··· Supplied entries ···

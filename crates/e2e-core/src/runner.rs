// Runner - Scenario execution with guaranteed teardown
//
// Acquires driver -> context -> page, runs one scenario flow, and releases
// everything in reverse acquisition order no matter how the flow ends.
// Failures produce artifacts (viewport screenshot + JSON run report) before
// teardown, and the scenario outcome is re-raised into the process exit
// code after cleanup completes.

use std::path::PathBuf;
use std::process::ExitCode;

use serde::Serialize;

use crate::driver::{Driver, LaunchOptions};
use crate::error::Result;
use crate::page::Page;

/// Default directory for failure artifacts; `E2E_ARTIFACTS_DIR` overrides.
const DEFAULT_ARTIFACTS_DIR: &str = "target/e2e-artifacts";

/// Whether a scenario is supposed to pass.
///
/// A scenario that documents a missing application feature is declared
/// [`Expected::Failure`]: its failure is the expected outcome, and an
/// unexpected pass means the expectation went stale.
#[derive(Debug, Clone, Copy, PartialEq, Eq)]
pub enum Expected {
    Pass,
    Failure,
}

/// One end-to-end scenario to execute.
#[derive(Debug, Clone)]
pub struct Scenario {
    name: &'static str,
    expected: Expected,
    options: LaunchOptions,
}

impl Scenario {
    pub fn new(name: &'static str) -> Self {
        Self {
            name,
            expected: Expected::Pass,
            options: LaunchOptions::from_env(),
        }
    }

    /// Marks this scenario as a known failure.
    pub fn expect_failure(mut self) -> Self {
        self.expected = Expected::Failure;
        self
    }

    /// Replaces the launch options (defaults come from the environment).
    pub fn launch_options(mut self, options: LaunchOptions) -> Self {
        self.options = options;
        self
    }
}

/// How a run ended, after accounting for the declared expectation.
#[derive(Debug, Clone, Copy, PartialEq, Eq, Serialize)]
#[serde(rename_all = "snake_case")]
pub enum Verdict {
    Passed,
    Failed,
    /// Failed, and was declared [`Expected::Failure`].
    KnownFailure,
    /// Passed despite being declared [`Expected::Failure`].
    UnexpectedPass,
}

impl Verdict {
    fn of(expected: Expected, failed: bool) -> Verdict {
        match (expected, failed) {
            (Expected::Pass, false) => Verdict::Passed,
            (Expected::Pass, true) => Verdict::Failed,
            (Expected::Failure, true) => Verdict::KnownFailure,
            (Expected::Failure, false) => Verdict::UnexpectedPass,
        }
    }

    /// Known failures count as success: the documented gap is still there.
    pub fn is_success(self) -> bool {
        matches!(self, Verdict::Passed | Verdict::KnownFailure)
    }
}

#[derive(Debug, Serialize)]
struct RunReport<'a> {
    scenario: &'a str,
    verdict: Verdict,
    #[serde(skip_serializing_if = "Option::is_none")]
    error: Option<String>,
}

/// Runs one scenario flow and maps its outcome to a process exit code.
///
/// Teardown (context close, then driver stop) happens exactly once on
/// every path, including acquisition failures and mid-flow errors.
pub async fn run<F, Fut>(scenario: Scenario, flow: F) -> ExitCode
where
    F: FnOnce(Page) -> Fut,
    Fut: Future<Output = Result<()>>,
{
    tracing::info!("Running scenario '{}'", scenario.name);

    let result = run_with_teardown(scenario.name, scenario.options.clone(), flow).await;
    let verdict = Verdict::of(scenario.expected, result.is_err());

    let error = result.err().map(|e| e.to_string());
    match verdict {
        Verdict::Passed => tracing::info!("Scenario '{}' passed", scenario.name),
        Verdict::Failed => tracing::error!(
            "Scenario '{}' failed: {}",
            scenario.name,
            error.as_deref().unwrap_or("unknown error")
        ),
        Verdict::KnownFailure => tracing::warn!(
            "Scenario '{}' failed as expected (known failure): {}",
            scenario.name,
            error.as_deref().unwrap_or("unknown error")
        ),
        Verdict::UnexpectedPass => tracing::error!(
            "Scenario '{}' passed but is declared a known failure; remove the marker",
            scenario.name
        ),
    }

    let report = RunReport {
        scenario: scenario.name,
        verdict,
        error,
    };
    if let Err(e) = write_report(&artifacts_dir(), scenario.name, &report).await {
        tracing::warn!("Could not write run report: {}", e);
    }

    if verdict.is_success() {
        ExitCode::SUCCESS
    } else {
        ExitCode::FAILURE
    }
}

/// Acquire, execute, release. Each acquisition level tears down everything
/// below it on the way out, so teardown runs exactly once per resource.
async fn run_with_teardown<F, Fut>(name: &str, options: LaunchOptions, flow: F) -> Result<()>
where
    F: FnOnce(Page) -> Fut,
    Fut: Future<Output = Result<()>>,
{
    let mut driver = Driver::start(options).await?;

    let result = async {
        let mut context = driver.new_context().await?;

        let result = async {
            let page = context.new_page().await?;
            let result = flow(page.clone()).await;
            if result.is_err() {
                capture_screenshot(name, &page).await;
            }
            result
        }
        .await;

        context.close().await;
        result
    }
    .await;

    driver.stop().await;
    result
}

fn artifacts_dir() -> PathBuf {
    std::env::var("E2E_ARTIFACTS_DIR")
        .map(PathBuf::from)
        .unwrap_or_else(|_| PathBuf::from(DEFAULT_ARTIFACTS_DIR))
}

/// Best-effort viewport capture before teardown destroys the page.
async fn capture_screenshot(name: &str, page: &Page) {
    let dir = artifacts_dir();
    if let Err(e) = tokio::fs::create_dir_all(&dir).await {
        tracing::warn!("Could not create artifacts dir {:?}: {}", dir, e);
        return;
    }

    let path = dir.join(format!("{name}.png"));
    match page.screenshot().await {
        Ok(bytes) => {
            if let Err(e) = tokio::fs::write(&path, bytes).await {
                tracing::warn!("Could not write screenshot {:?}: {}", path, e);
            } else {
                tracing::info!("Failure screenshot written to {:?}", path);
            }
        }
        Err(e) => tracing::warn!("Could not capture failure screenshot: {}", e),
    }
}

async fn write_report(dir: &std::path::Path, name: &str, report: &RunReport<'_>) -> Result<()> {
    tokio::fs::create_dir_all(dir).await?;
    let path = dir.join(format!("{name}.json"));
    let body = serde_json::to_vec_pretty(report).map_err(std::io::Error::other)?;
    tokio::fs::write(&path, body).await?;
    Ok(())
}

#[cfg(test)]
mod tests {
    use super::*;

    #[test]
    fn verdict_mapping_covers_all_outcomes() {
        assert_eq!(Verdict::of(Expected::Pass, false), Verdict::Passed);
        assert_eq!(Verdict::of(Expected::Pass, true), Verdict::Failed);
        assert_eq!(Verdict::of(Expected::Failure, true), Verdict::KnownFailure);
        assert_eq!(
            Verdict::of(Expected::Failure, false),
            Verdict::UnexpectedPass
        );
    }

    #[test]
    fn known_failure_is_a_successful_run() {
        assert!(Verdict::Passed.is_success());
        assert!(Verdict::KnownFailure.is_success());
        assert!(!Verdict::Failed.is_success());
        assert!(!Verdict::UnexpectedPass.is_success());
    }

    #[tokio::test]
    async fn report_is_written_as_json() {
        let dir = tempfile::tempdir().expect("tempdir");
        let report = RunReport {
            scenario: "attendance_dashboard",
            verdict: Verdict::KnownFailure,
            error: Some("required texts not found on page: \"Conversas\"".to_string()),
        };

        write_report(dir.path(), "attendance_dashboard", &report)
            .await
            .expect("report written");

        let body = std::fs::read_to_string(dir.path().join("attendance_dashboard.json"))
            .expect("report readable");
        assert!(body.contains("\"known_failure\""));
        assert!(body.contains("Conversas"));
    }

    #[test]
    fn report_omits_error_when_absent() {
        let report = RunReport {
            scenario: "password_recovery",
            verdict: Verdict::Passed,
            error: None,
        };
        let body = serde_json::to_string(&report).expect("serializes");
        assert!(!body.contains("error"));
        assert!(body.contains("\"passed\""));
    }
}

···

Exercise description – Starting from the line holding "assert!(Verdict::KnownFailure.is_success());", restate the remaining lines of the data word for word, including the last.

Answer section –
        assert!(Verdict::KnownFailure.is_success());
        assert!(!Verdict::Failed.is_success());
        assert!(!Verdict::UnexpectedPass.is_success());
    }

    #[tokio::test]
    async fn report_is_written_as_json() {
        let dir = tempfile::tempdir().expect("tempdir");
        let report = RunReport {
            scenario: "attendance_dashboard",
            verdict: Verdict::KnownFailure,
            error: Some("required texts not found on page: \"Conversas\"".to_string()),
        };

        write_report(dir.path(), "attendance_dashboard", &report)
            .await
            .expect("report written");

        let body = std::fs::read_to_string(dir.path().join("attendance_dashboard.json"))
            .expect("report readable");
        assert!(body.contains("\"known_failure\""));
        assert!(body.contains("Conversas"));
    }

    #[test]
    fn report_omits_error_when_absent() {
        let report = RunReport {
            scenario: "password_recovery",
            verdict: Verdict::Passed,
            error: None,
        };
        let body = serde_json::to_string(&report).expect("serializes");
        assert!(!body.contains("error"));
        assert!(body.contains("\"passed\""));
    }
}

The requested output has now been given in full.